E dei também por mim a pensar num dos meus filmes preferidos de Vincente Minnelli — Brigadoon, adaptação de um êxito da Broadway sobre uma aldeia escocesa que apenas ressurge das brumas uma vez a cada cem anos. O sortilégio da aldeia criada em estúdio por Minnelli repetia-se no olhar quase Turneriano de Reis e Cordeiro sobre o além transmontano, como se os próprios filmes encarnassem a aldeia sebastiânica que apenas a espaços ressurge, procurada (em vão) por muitos cinéfilos globais. Uma comunidade curiosa, que pode estar atomizada devido às tecnologias que tornaram tudo acessível, mas que continua a existir e que, perante as salas esgotadas, foi capaz de acorrer à chamada do Porto/Post/Doc para vir descobrir Reis e Cordeiro.
Muito do cinema que se fez em Portugal sofre dessa dificuldade de se dar a ver: fora da Cinemateca ou de ciclos pontuais, muita da sua história está inacessível ao público, ou apenas em cópias mais ou menos “paralelas” online. A comunidade manifestou-se no Porto, no entanto, como não se manifestou para outros cineastas ou outras retrospectivas; é significativo da raridade e a irredutibilidade do cinema de Reis e Cordeiro, do peso da sua influência na geração dos autores que se ergueu nos anos 1990 e com a qual muitos cinéfilos aprenderam a ver cinema.
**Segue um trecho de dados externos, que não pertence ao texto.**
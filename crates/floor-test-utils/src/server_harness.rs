//! Test server harness for E2E testing
//!
//! Provides `TestFloorServer` for spawning real floor server instances in tests.

use crate::client::FloorClient;
use floor_service::actors::{FloorActorConfig, FloorActorHandle};
use floor_service::broadcast::BroadcastCoordinator;
use floor_service::config::Config;
use floor_service::floor::Snapshot;
use floor_service::observability::HealthState;
use floor_service::routes::{self, AppState};
use metrics_exporter_prometheus::PrometheusBuilder;
use std::collections::HashMap;
use std::net::SocketAddr;
use std::sync::Arc;
use tokio::task::JoinHandle;
use tokio_util::sync::CancellationToken;

/// Identity bootstrapped as president on every test server.
pub const TEST_PRESIDENT: &str = "speaker";

/// Test harness for spawning the floor service in E2E tests.
///
/// # Example
/// ```rust,ignore
/// #[tokio::test]
/// async fn test_health_flow_e2e() -> Result<()> {
///     let server = TestFloorServer::spawn().await?;
///
///     let response = reqwest::get(format!("{}/health", server.url())).await?;
///
///     assert_eq!(response.status(), 200);
///     Ok(())
/// }
/// ```
pub struct TestFloorServer {
    addr: SocketAddr,
    config: Config,
    broadcast: Arc<BroadcastCoordinator>,
    cancel_token: CancellationToken,
    _actor_handle: JoinHandle<()>,
    _handle: JoinHandle<()>,
}

impl TestFloorServer {
    /// Spawn a server with default settings and `speaker` as president.
    pub async fn spawn() -> Result<Self, anyhow::Error> {
        Self::spawn_with_vars(&[]).await
    }

    /// Spawn a server with extra `FLOOR_*` configuration variables.
    ///
    /// The server will:
    /// - Bind to a random available port (127.0.0.1:0)
    /// - Start the floor actor and HTTP server in the background
    /// - Report ready on `/ready`
    pub async fn spawn_with_vars(extra: &[(&str, &str)]) -> Result<Self, anyhow::Error> {
        let mut vars = HashMap::from([
            ("FLOOR_PRESIDENT_ID".to_string(), TEST_PRESIDENT.to_string()),
            ("FLOOR_BIND_ADDRESS".to_string(), "127.0.0.1:0".to_string()),
            ("FLOOR_ID".to_string(), "floor-test".to_string()),
        ]);
        for (key, value) in extra {
            vars.insert((*key).to_string(), (*value).to_string());
        }

        let config = Config::from_vars(&vars)
            .map_err(|e| anyhow::anyhow!("Failed to create config: {}", e))?;

        let cancel_token = CancellationToken::new();
        let broadcast = Arc::new(BroadcastCoordinator::new(
            config.event_buffer,
            Snapshot::default(),
        ));
        let (floor, actor_handle) = FloorActorHandle::spawn(
            FloorActorConfig {
                floor_id: config.floor_id.clone(),
                settings: config.floor_settings(),
                pending_timeout: config.pending_timeout,
            },
            Arc::clone(&broadcast),
            cancel_token.child_token(),
        )
        .map_err(|e| anyhow::anyhow!("Failed to start floor actor: {}", e))?;

        let state = Arc::new(AppState {
            floor,
            broadcast: Arc::clone(&broadcast),
            config: config.clone(),
        });

        // A recorder that is never installed, so parallel tests do not
        // fight over the global one.
        let metrics_handle = PrometheusBuilder::new().build_recorder().handle();
        let health = Arc::new(HealthState::new());
        health.set_ready();

        let app = routes::build_routes(state, metrics_handle, health)
            .map_err(|e| anyhow::anyhow!("Failed to build routes: {}", e))?;

        let listener = tokio::net::TcpListener::bind("127.0.0.1:0")
            .await
            .map_err(|e| anyhow::anyhow!("Failed to bind test server: {}", e))?;

        let addr = listener
            .local_addr()
            .map_err(|e| anyhow::anyhow!("Failed to get local address: {}", e))?;

        let handle = tokio::spawn(async move {
            if let Err(e) = axum::serve(listener, app).await {
                eprintln!("Test server error: {}", e);
            }
        });

        Ok(Self {
            addr,
            config,
            broadcast,
            cancel_token,
            _actor_handle: actor_handle,
            _handle: handle,
        })
    }

    /// Get the base URL of the test server.
    pub fn url(&self) -> String {
        format!("http://{}", self.addr)
    }

    /// Get the socket address.
    pub fn addr(&self) -> SocketAddr {
        self.addr
    }

    /// Get reference to the server configuration.
    pub fn config(&self) -> &Config {
        &self.config
    }

    /// Direct access to the broadcast coordinator, for subscribing
    /// in-process without going through SSE.
    pub fn broadcast(&self) -> &Arc<BroadcastCoordinator> {
        &self.broadcast
    }

    /// HTTP client acting as `identity`.
    pub fn client(&self, identity: &str) -> FloorClient {
        FloorClient::new(self.url(), &self.config.identity_header, Some(identity))
    }

    /// HTTP client that sends no identity header.
    pub fn anonymous_client(&self) -> FloorClient {
        FloorClient::new(self.url(), &self.config.identity_header, None)
    }

    /// Client acting as the bootstrap president.
    pub fn president(&self) -> FloorClient {
        self.client(TEST_PRESIDENT)
    }

    /// Stop the floor actor, ending every open event stream.
    pub fn stop_actor(&self) {
        self.cancel_token.cancel();
    }
}

impl Drop for TestFloorServer {
    fn drop(&mut self) {
        self.cancel_token.cancel();
        self._handle.abort();
    }
}

#[cfg(test)]
mod tests {
    use super::*;

    #[tokio::test]
    async fn test_server_spawns_successfully() -> Result<(), anyhow::Error> {
        let server = TestFloorServer::spawn().await?;

        assert!(server.url().starts_with("http://127.0.0.1:"));

        let response = reqwest::get(format!("{}/health", server.url())).await?;
        assert_eq!(response.status(), 200);

        let response = reqwest::get(format!("{}/ready", server.url())).await?;
        assert_eq!(response.status(), 200);

        Ok(())
    }

    #[tokio::test]
    async fn test_server_provides_addr() -> Result<(), anyhow::Error> {
        let server = TestFloorServer::spawn().await?;

        let addr = server.addr();
        assert!(addr.ip().is_loopback());
        assert!(addr.port() > 0);
        assert_eq!(server.url(), format!("http://{}", addr));

        Ok(())
    }

    #[tokio::test]
    async fn test_extra_vars_reach_config() -> Result<(), anyhow::Error> {
        let server = TestFloorServer::spawn_with_vars(&[("FLOOR_MAX_ACTIVE_ITEMS", "2")]).await?;
        assert_eq!(server.config().max_active_items, 2);
        Ok(())
    }
}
É uma obra singular e irrepetível, que resiste à facilidade, à categorização; funciona numa lógica de segredo que apenas se abre àqueles dispostos a lidar com ele nos seus próprios termos. De certo modo, os seus filmes são o “ponto zero” do artesanato autoral que hoje é a marca registada internacional do cinema feito entre nós — numa altura em que o divórcio entre o público e o cinema não existia ainda como hoje (falamos de um período em que O Lugar do Morto e Non ou a Vã Glória de Mandar podiam ambos atingir os cem mil espectadores...).
A certa altura em Rosa de Areia, surge Fernando Lopes num pequeno papel. Lopes foi o homem que, quando dirigia o Centro Português de Cinema, aceitou produzir Jaime depois de ver o trabalho de Reis em filmes como Painéis do Porto e reconhecer ali um olhar de cineasta. Nada podia afastar mais o cinema de Reis e Cordeiro do de Lopes, e contudo, nem que fosse por um momento, dois mundos tocaram-se, coexistiram-se, não estiveram de costas voltadas como hoje o meio do cinema está, dividido num discurso inquinado dividido entre vencedores e vencidos. Não foi há tanto tempo assim. E a aldeia escocesa-transmontana do inigualável Trás-os-Montes não está assim tão longe da aldeia gaulesa que resiste ainda e sempre ao invasor — uma boa metáfora para a teimosia de fazer cinema em Portugal, qualquer que ele seja. Fiquei a pensar que não estamos assim tão longe de Brigadoon — mesmo que isso não passe de uma utopia romântica.